El ketorolaco pertenece al grupo de medicamentos denominados antiinflamatorios no esteroides. El ketorolaco está indicado para aliviar el dolor moderado y severo, generalmente tras una operación quirúrgica. También se utiliza en los traumatismos musculo esqueléticos, así como para aliviar el dolor producido por el cólico nefrítico. Su empleo está indicado para el corto plazo, no debiéndose utilizar por más de 5 días. El ketorolaco interacciona con la actividad de la ciclooxigenasa (sustancia causante del dolor, la fiebre y la inflamación), inhibiéndola, y por tanto evitando la síntesis de las prostaglandinas. La presentación del ketorolaco es en forma de tabletas para ser administradas por vía oral y solución inyectable para ser administrada por vía intramuscular o intravenosa.

Dosis de ketorolaco

La dosis máxima de ketorolaco para ser administrada diariamente por vía oral es de 40 mg. La dosis habitual será de 10 mg. cada 6 horas.

Por vía intramuscular se administrará una dosis inicial de 30 a 60 mg. a la que seguirán dosis de 10 a 30 mg. divididas en tomas cada 4 o 6 horas. No deberá excederse la dosis máxima de 120 mg. al día. Tanto el tratamiento por vía intramuscular como intravenoso no deberá superar los 4 días. En niños de más de 3 años, por vía intravenosa o intramuscular, se recomiendan dosis de 0.75 mg. por kg. de peso cada 6 horas por un máximo de 60 mg. diarios. El tratamiento no deberá ir más allá de los 2 días.

Por vía intravenosa se administrará bolo de 30 mg. en 15 segundos que podrá repetirse a los 30 minutos en caso de no haber obtenido el efecto deseado. Posteriormente la dosis será de 10 a 30 mg. cada 4 o 6 horas. Para infusión continua, tras el bolo de 30 mg., la velocidad será de 5 mg. por hora.

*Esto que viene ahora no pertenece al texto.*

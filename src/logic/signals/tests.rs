use super::*;
use crate::logic::context::{FieldValue, Transaction};
use crate::testing::{FailingSignalProvider, SlowSignalProvider};
use chrono::Utc;
use std::sync::Arc;
use std::time::Duration;

fn values(pairs: &[(&str, FieldValue)]) -> SignalValues {
    pairs.iter().map(|(k, v)| (k.to_string(), v.clone())).collect()
}

fn tx() -> Transaction {
    Transaction::new("t1", "u1", "crypto", 250.0, Utc::now())
        .with_device("dev-1")
        .with_ip("198.51.100.9")
}

#[tokio::test]
async fn test_fields_are_namespaced_by_kind() {
    let device = StaticSignalProvider::new("devrep", SignalKind::Device).with_entry(
        "dev-1",
        values(&[
            ("risk_score", FieldValue::Num(82.0)),
            ("device_emulator", FieldValue::Bool(true)),
        ]),
    );
    let network = StaticSignalProvider::new("iprep", SignalKind::Network)
        .with_entry("198.51.100.9", values(&[("tor", FieldValue::Bool(true))]));

    let providers: Vec<Arc<dyn SignalProvider>> = vec![Arc::new(network), Arc::new(device)];
    let collected = collect_signals(&providers, &tx(), Duration::from_millis(50)).await;

    let names: Vec<&str> = collected.fields.iter().map(|(n, _)| n.as_str()).collect();
    assert_eq!(names, vec!["device_emulator", "device_risk_score", "ip_tor"]);
    assert!(collected.unavailable.is_empty());
}

#[tokio::test]
async fn test_slow_provider_times_out_without_blocking_others() {
    let fast = StaticSignalProvider::new("idv", SignalKind::Identity)
        .with_entry("u1", values(&[("verified", FieldValue::Bool(false))]));
    let slow = SlowSignalProvider::new("slow-devrep", SignalKind::Device, Duration::from_millis(200));

    let providers: Vec<Arc<dyn SignalProvider>> = vec![Arc::new(fast), Arc::new(slow)];
    let started = std::time::Instant::now();
    let collected = collect_signals(&providers, &tx(), Duration::from_millis(20)).await;

    assert!(started.elapsed() < Duration::from_millis(150));
    assert_eq!(collected.unavailable, vec!["slow-devrep".to_string()]);
    assert_eq!(
        collected.fields,
        vec![("identity_verified".to_string(), FieldValue::Bool(false))]
    );
}

#[tokio::test]
async fn test_failing_provider_is_reported() {
    let providers: Vec<Arc<dyn SignalProvider>> =
        vec![Arc::new(FailingSignalProvider::new("consortium", SignalKind::Consortium))];

    let collected = collect_signals(&providers, &tx(), Duration::from_millis(20)).await;
    assert!(collected.fields.is_empty());
    assert_eq!(collected.unavailable, vec!["consortium".to_string()]);
}

#[tokio::test]
async fn test_provider_skipped_without_identifier() {
    let device = StaticSignalProvider::new("devrep", SignalKind::Device);
    let providers: Vec<Arc<dyn SignalProvider>> = vec![Arc::new(device)];

    let bare = Transaction::new("t2", "u2", "gaming", 5.0, Utc::now());
    let collected = collect_signals(&providers, &bare, Duration::from_millis(20)).await;
    assert!(collected.fields.is_empty());
    assert!(collected.unavailable.is_empty());
}

#[test]
fn test_values_from_json_requires_object() {
    assert!(values_from_json(&serde_json::json!([1, 2])).is_err());

    let parsed = values_from_json(&serde_json::json!({"score": 4, "nested": {"x": 1}})).unwrap();
    assert_eq!(parsed.len(), 1);
}
impl RiskEngine {
    pub fn builder() -> RiskEngineBuilder {
        RiskEngineBuilder::default()
    }

    // ------------------------------------------------------------------------
    // CheckTransaction
    // ------------------------------------------------------------------------

    /// Score one transaction. Fails only when velocity cannot be read; every
    /// other problem yields a degraded but complete decision.
    pub async fn check_transaction(&self, tx: &Transaction) -> Result<DecisionResult, RiskError> {
        let started = std::time::Instant::now();
        let deadline = Instant::now() + self.deadline;

        let catalog = self.catalog.load();
        let snapshot = self.policies.snapshot();
        let policy = snapshot.policy(&tx.vertical);

        let built = match self.context_builder.build(tx, deadline).await {
            Ok(built) => built,
            Err(e) => {
                tracing::error!(
                    transaction_id = %tx.transaction_id,
                    vertical = %tx.vertical,
                    error = %e,
                    "Transaction rejected"
                );
                return Err(e);
            }
        };
        let mut degradations = built.degradations;

        let evaluation = rules::evaluate(&catalog, &built.context, &tx.vertical, &snapshot);
        degradations.extend(evaluation.failures.iter().map(|f| Degradation::RuleFailed {
            rule_id: f.rule_id.clone(),
        }));

        let model = self.score_model(&built.context, policy, deadline, &tx.transaction_id).await;
        degradations.extend(model.degradation());

        let breakdown = aggregate(evaluation.flags, policy, &model);
        let result = DecisionResult::new(
            &tx.transaction_id,
            &tx.vertical,
            breakdown,
            degradations,
            snapshot.version,
        )
        .with_processing_time(started.elapsed().as_micros() as u64);

        // score-then-observe: this transaction never counts toward its own velocity
        if let Err(e) = self.velocity.observe(&tx.observation()).await {
            tracing::error!(transaction_id = %tx.transaction_id, error = %e, "Velocity observe failed");
        }

        self.metrics.record(&result, Utc::now());
        self.recorder.record(DecisionRecord::new(result.clone(), built.context));

        tracing::debug!(
            transaction_id = %result.transaction_id,
            vertical = %result.vertical,
            decision = %result.decision,
            final_score = result.final_score,
            rule_score = result.rule_score,
            model_score = ?result.model_score,
            flags = result.flags.len(),
            degraded = result.degraded,
            elapsed_us = result.processing_time_us,
            "Transaction scored"
        );
        Ok(result)
    }

    async fn score_model(
        &self,
        ctx: &TransactionContext,
        policy: &VerticalPolicy,
        deadline: Instant,
        transaction_id: &str,
    ) -> ModelOutcome {
        let Some(oracle) = &self.oracle else {
            return ModelOutcome::NotConfigured;
        };
        if !policy.model_enabled {
            return ModelOutcome::Disabled;
        }

        let remaining = deadline.saturating_duration_since(Instant::now());
        let budget = self.model_timeout.min(remaining);
        let features = FeatureVector::from_context(ctx);
        score_with_timeout(oracle.as_ref(), &features, budget, transaction_id).await
    }

    // ------------------------------------------------------------------------
    // Read-only
    // ------------------------------------------------------------------------

    pub fn get_vertical_metrics(&self, vertical: &str, period: MetricsPeriod) -> VerticalMetrics {
        self.metrics.snapshot(vertical, period, Utc::now())
    }

    pub fn get_policy(&self, vertical: &str) -> VerticalPolicy {
        self.policies.get_policy(vertical)
    }

    pub fn policy_snapshot(&self) -> Arc<PolicySnapshot> {
        self.policies.snapshot()
    }

    pub fn catalog(&self) -> Arc<RuleCatalog> {
        self.catalog.load()
    }

    /// Name of the configured scoring oracle, if any
    pub fn model_name(&self) -> Option<&str> {
        self.oracle.as_ref().map(|o| o.name())
    }

    pub fn stats(&self) -> EngineStats {
        EngineStats {
            rules: self.catalog.load().len(),
            policy_version: self.policies.version(),
            recorder: self.recorder.stats(),
        }
    }

    // ------------------------------------------------------------------------
    // Administrative
    // ------------------------------------------------------------------------

    pub fn update_vertical_policy(&self, vertical: &str, policy: VerticalPolicy) -> Result<u64, ConfigError> {
        let _guard = self.admin.lock();
        let catalog = self.catalog.load();
        self.policies
            .update_policy(vertical, policy, &catalog)
            .inspect_err(|e| tracing::error!(vertical, error = %e, "Policy update rejected"))
    }

    pub fn enable_rule(&self, rule_id: &str) -> Result<u64, ConfigError> {
        self.toggle_rule(rule_id, true)
    }

    pub fn disable_rule(&self, rule_id: &str) -> Result<u64, ConfigError> {
        self.toggle_rule(rule_id, false)
    }

    fn toggle_rule(&self, rule_id: &str, enabled: bool) -> Result<u64, ConfigError> {
        let _guard = self.admin.lock();
        let catalog = self.catalog.load();
        self.policies
            .set_rule_enabled(rule_id, enabled, &catalog)
            .inspect_err(|e| tracing::error!(rule_id, enabled, error = %e, "Rule toggle rejected"))
    }

    /// Replace the policy snapshot from a file. On failure the live
    /// snapshot is untouched.
    pub fn reload_policy_file(&self, path: &Path) -> Result<u64, ConfigError> {
        let _guard = self.admin.lock();
        let catalog = self.catalog.load();
        PolicyFile::load(path)
            .and_then(PolicyFile::into_snapshot)
            .and_then(|snapshot| self.policies.replace(snapshot, &catalog))
            .inspect(|version| tracing::info!(path = %path.display(), version, "Policy file reloaded"))
            .inspect_err(|e| tracing::error!(path = %path.display(), error = %e, "Policy reload rejected"))
    }

    /// Rebuild the catalog (native + file rules) and swap it in. Rejected if
    /// the live policy references a rule the new catalog lacks.
    pub fn reload_rules_file(&self, path: &Path) -> Result<usize, ConfigError> {
        let _guard = self.admin.lock();
        let result = RuleFile::load(path)
            .and_then(|file| RuleCatalog::with_definitions(&file.rules))
            .and_then(|catalog| {
                check_references(&self.policies.snapshot(), &catalog)?;
                Ok(catalog)
            });

        match result {
            Ok(catalog) => {
                let count = catalog.len();
                self.catalog.swap(catalog);
                tracing::info!(path = %path.display(), rules = count, "Rules file reloaded");
                Ok(count)
            }
            Err(e) => {
                tracing::error!(path = %path.display(), error = %e, "Rules reload rejected");
                Err(e)
            }
        }
    }

    /// Hot-reload the configured policy/rules files. None when neither is set.
    pub fn watch_config(self: &Arc<Self>) -> Result<Option<ConfigWatcher>, ConfigError> {
        let files: Vec<PathBuf> = self
            .policy_file
            .iter()
            .chain(self.rules_file.iter())
            .cloned()
            .collect();
        if files.is_empty() {
            return Ok(None);
        }

        // resolved once, the same way the watcher resolves its targets
        let policy_file = self.policy_file.as_deref().map(absolute);
        let rules_file = self.rules_file.as_deref().map(absolute);

        let engine: Weak<Self> = Arc::downgrade(self);
        let watcher = ConfigWatcher::watch(files, move |path| {
            let Some(engine) = engine.upgrade() else {
                return;
            };
            engine.reload_changed(path, policy_file.as_deref(), rules_file.as_deref());
        })?;
        Ok(Some(watcher))
    }

    fn reload_changed(&self, path: &Path, policy_file: Option<&Path>, rules_file: Option<&Path>) {
        let is = |configured: Option<&Path>| configured.map_or(false, |p| same_file(p, path));
        // errors are already logged by the reload functions
        if is(rules_file) {
            let _ = self.reload_rules_file(path);
        }
        if is(policy_file) {
            let _ = self.reload_policy_file(path);
        }
    }

    // ------------------------------------------------------------------------
    // Feedback
    // ------------------------------------------------------------------------

    /// `RecordOutcome(transactionId, actualFraud, notes)`
    pub async fn record_outcome(
        &self,
        transaction_id: &str,
        actual_fraud: bool,
        notes: &str,
    ) -> StorageResult<OutcomeRecord> {
        // the decision may still be queued
        self.recorder.flush().await;

        let sink = self.feedback.clone();
        let transaction_id = transaction_id.to_string();
        let notes = notes.to_string();
        tokio::task::spawn_blocking(move || sink.record_outcome(&transaction_id, actual_fraud, &notes))
            .await
            .map_err(|e| StorageError::Task(e.to_string()))?
    }

    pub async fn feedback_summary(&self, vertical: Option<&str>) -> StorageResult<FeedbackSummary> {
        let sink = self.feedback.clone();
        let vertical = vertical.map(str::to_string);
        tokio::task::spawn_blocking(move || sink.summary(vertical.as_deref()))
            .await
            .map_err(|e| StorageError::Task(e.to_string()))?
    }

    /// Wait for queued decision records to reach the store
    pub async fn flush(&self) {
        self.recorder.flush().await;
    }
}
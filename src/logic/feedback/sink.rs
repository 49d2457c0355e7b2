//! Feedback Sink
//!
//! Write path for actual outcomes, joined with the stored decision.
//! Blocking (store calls); the engine runs it on the blocking pool.

use std::sync::Arc;

use crate::error::{StorageError, StorageResult};
use crate::logic::storage::{DecisionStore, OutcomeRecord};

use super::types::{ratio, FeedbackSummary};

pub struct FeedbackSink {
    store: Arc<dyn DecisionStore>,
}

impl FeedbackSink {
    pub fn new(store: Arc<dyn DecisionStore>) -> Self {
        Self { store }
    }

    /// `RecordOutcome(transactionId, actualFraud, notes)`
    pub fn record_outcome(
        &self,
        transaction_id: &str,
        actual_fraud: bool,
        notes: &str,
    ) -> StorageResult<OutcomeRecord> {
        let decision = self
            .store
            .get_decision(transaction_id)?
            .ok_or_else(|| StorageError::NotFound(transaction_id.to_string()))?;

        let outcome = OutcomeRecord::from_decision(&decision.result, actual_fraud, notes);
        self.store.save_outcome(&outcome)?;

        tracing::info!(
            transaction_id,
            vertical = %outcome.vertical,
            actual_fraud,
            predicted = %outcome.predicted_decision,
            "Outcome recorded"
        );
        Ok(outcome)
    }

    pub fn summary(&self, vertical: Option<&str>) -> StorageResult<FeedbackSummary> {
        let outcomes = self.store.outcomes(vertical)?;
        Ok(summarize(vertical, &outcomes))
    }
}

pub fn summarize(vertical: Option<&str>, outcomes: &[OutcomeRecord]) -> FeedbackSummary {
    let mut summary = FeedbackSummary {
        vertical: vertical.map(str::to_string),
        ..FeedbackSummary::default()
    };

    for outcome in outcomes {
        summary.labelled += 1;
        if outcome.actual_fraud {
            summary.actual_fraud += 1;
        }

        match (outcome.predicted_fraud(), outcome.actual_fraud) {
            (true, true) => summary.true_positives += 1,
            (true, false) => summary.false_positives += 1,
            (false, true) => summary.false_negatives += 1,
            (false, false) => summary.true_negatives += 1,
        }

        for rule_id in &outcome.rule_ids {
            let entry = summary.rules.entry(rule_id.clone()).or_default();
            entry.triggered += 1;
            if outcome.actual_fraud {
                entry.confirmed_fraud += 1;
            }
        }
    }

    summary.precision = ratio(summary.true_positives, summary.true_positives + summary.false_positives);
    summary.recall = ratio(summary.true_positives, summary.true_positives + summary.false_negatives);
    summary
}

#[cfg(test)]
mod tests {
    use super::*;
    use crate::logic::context::TransactionContext;
    use crate::logic::policy::VerticalPolicy;
    use crate::logic::rules::{Flag, RuleCategory, Severity};
    use crate::logic::scoring::{aggregate, DecisionResult, ModelOutcome};
    use crate::logic::storage::{DecisionRecord, MemoryStore};

    fn flag(id: &str, score: u32) -> Flag {
        Flag {
            rule_id: id.to_string(),
            rule_name: id.to_string(),
            category: RuleCategory::Custom,
            severity: Severity::High,
            score,
            confidence: 1.0,
            message: String::new(),
            metadata: Default::default(),
        }
    }

    fn store_decision(store: &MemoryStore, id: &str, vertical: &str, flags: Vec<Flag>) {
        let breakdown = aggregate(flags, &VerticalPolicy::new(vertical), &ModelOutcome::NotConfigured);
        let result = DecisionResult::new(id, vertical, breakdown, Vec::new(), 1);
        store
            .save_decision(&DecisionRecord::new(result, TransactionContext::default()))
            .unwrap();
    }

    fn sink() -> FeedbackSink {
        let store = MemoryStore::new();
        // 80 → decline, 55 → review, 10 → approve (default 70/50)
        store_decision(&store, "t1", "lending", vec![flag("A", 50), flag("B", 30)]);
        store_decision(&store, "t2", "lending", vec![flag("A", 55)]);
        store_decision(&store, "t3", "lending", vec![flag("C", 10)]);
        store_decision(&store, "t4", "crypto", vec![]);
        FeedbackSink::new(Arc::new(store))
    }

    #[test]
    fn test_unknown_transaction() {
        let err = sink().record_outcome("nope", true, "").unwrap_err();
        assert!(matches!(err, StorageError::NotFound(id) if id == "nope"));
    }

    #[test]
    fn test_summary_counts() {
        let sink = sink();
        sink.record_outcome("t1", true, "chargeback").unwrap();
        sink.record_outcome("t2", false, "").unwrap();
        sink.record_outcome("t3", true, "missed").unwrap();
        sink.record_outcome("t4", false, "").unwrap();

        let lending = sink.summary(Some("lending")).unwrap();
        assert_eq!(lending.labelled, 3);
        assert_eq!(lending.true_positives, 1);
        assert_eq!(lending.false_positives, 1);
        assert_eq!(lending.false_negatives, 1);
        assert_eq!(lending.precision, Some(0.5));
        assert_eq!(lending.recall, Some(0.5));

        let a = &lending.rules["A"];
        assert_eq!((a.triggered, a.confirmed_fraud), (2, 1));
        assert_eq!(a.precision(), Some(0.5));

        let all = sink.summary(None).unwrap();
        assert_eq!(all.labelled, 4);
        assert_eq!(all.true_negatives, 1);
    }

    #[test]
    fn test_relabel_overwrites() {
        let sink = sink();
        sink.record_outcome("t1", true, "").unwrap();
        sink.record_outcome("t1", false, "dispute reversed").unwrap();

        let summary = sink.summary(Some("lending")).unwrap();
        assert_eq!(summary.labelled, 1);
        assert_eq!(summary.false_positives, 1);
    }

    #[test]
    fn test_empty_summary() {
        let summary = summarize(Some("gaming"), &[]);
        assert_eq!(summary.labelled, 0);
        assert_eq!(summary.precision, None);
    }
}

La dosis máxima será de 120 mg. al día y el tratamiento por un máximo de 4 días.

Para aquellos pacientes de edad avanzada o que presenten daño renal se recomienda utilizar la menor dosis posible sin exceder de los 60 mg. al día.

Efectos secundarios y contraindicaciones del ketorolaco

Los efectos secundarios que se han observado con más frecuencia con el uso del ketorolaco incluyen el aumento de peso, edema, astenia, hipotensión, mialgias, broncoespasmo, hiponatremia, anafilaxis, náuseas, vómito, disnea, somnolencia, mareo, sudoración o prurito, entre otras.

Deberá prestarse especial atención en aquellos pacientes con hipovolemia o volumen circulante disminuido, ya que existe el riesgo de insuficiencia renal.

El ketorolaco está contraindicado en pacientes con hipersensibilidad al fármaco u otros AINE,s. Igualmente deberán evitarlo aquellas personas con úlcera péptica activa o con antecedentes, con síndrome de pólipos nasales, angioedema o broncoespasmo, asma, insuficiencia cardiaca grave, insuficiencia renal moderada o grave, hemorragia cerebral o en intervenciones quirúrgicas con alto riesgo hemorrágico.

No debe emplearse en asociación con otros AINE,s ni con ácido acetilsalicílico. Tampoco con heparina, sales de litio, pentoxifilina, probenecib o terapia antocoagulante con dicumaríniccos.

Ketorolaco en el embarazo y la lactancia

Los estudios llevados a cabo con el ketorolaco con relación al embarazo no han mostrado efectos teratógenos (malformaciones congénitas) aunque sí se han registrado efectos embriotóxicos. Aunque no existen estudios bien controlados en humanos, la recomendación es no utilizar ketorolaco durante el embarazo.

El ketorolaco se excreta en la leche materna y existe el riesgo de que se produzcan efectos indeseables en el sistema cardiovascular del bebé, por lo que tampoco se recomienda el uso del ketorolaco durante la lactancia.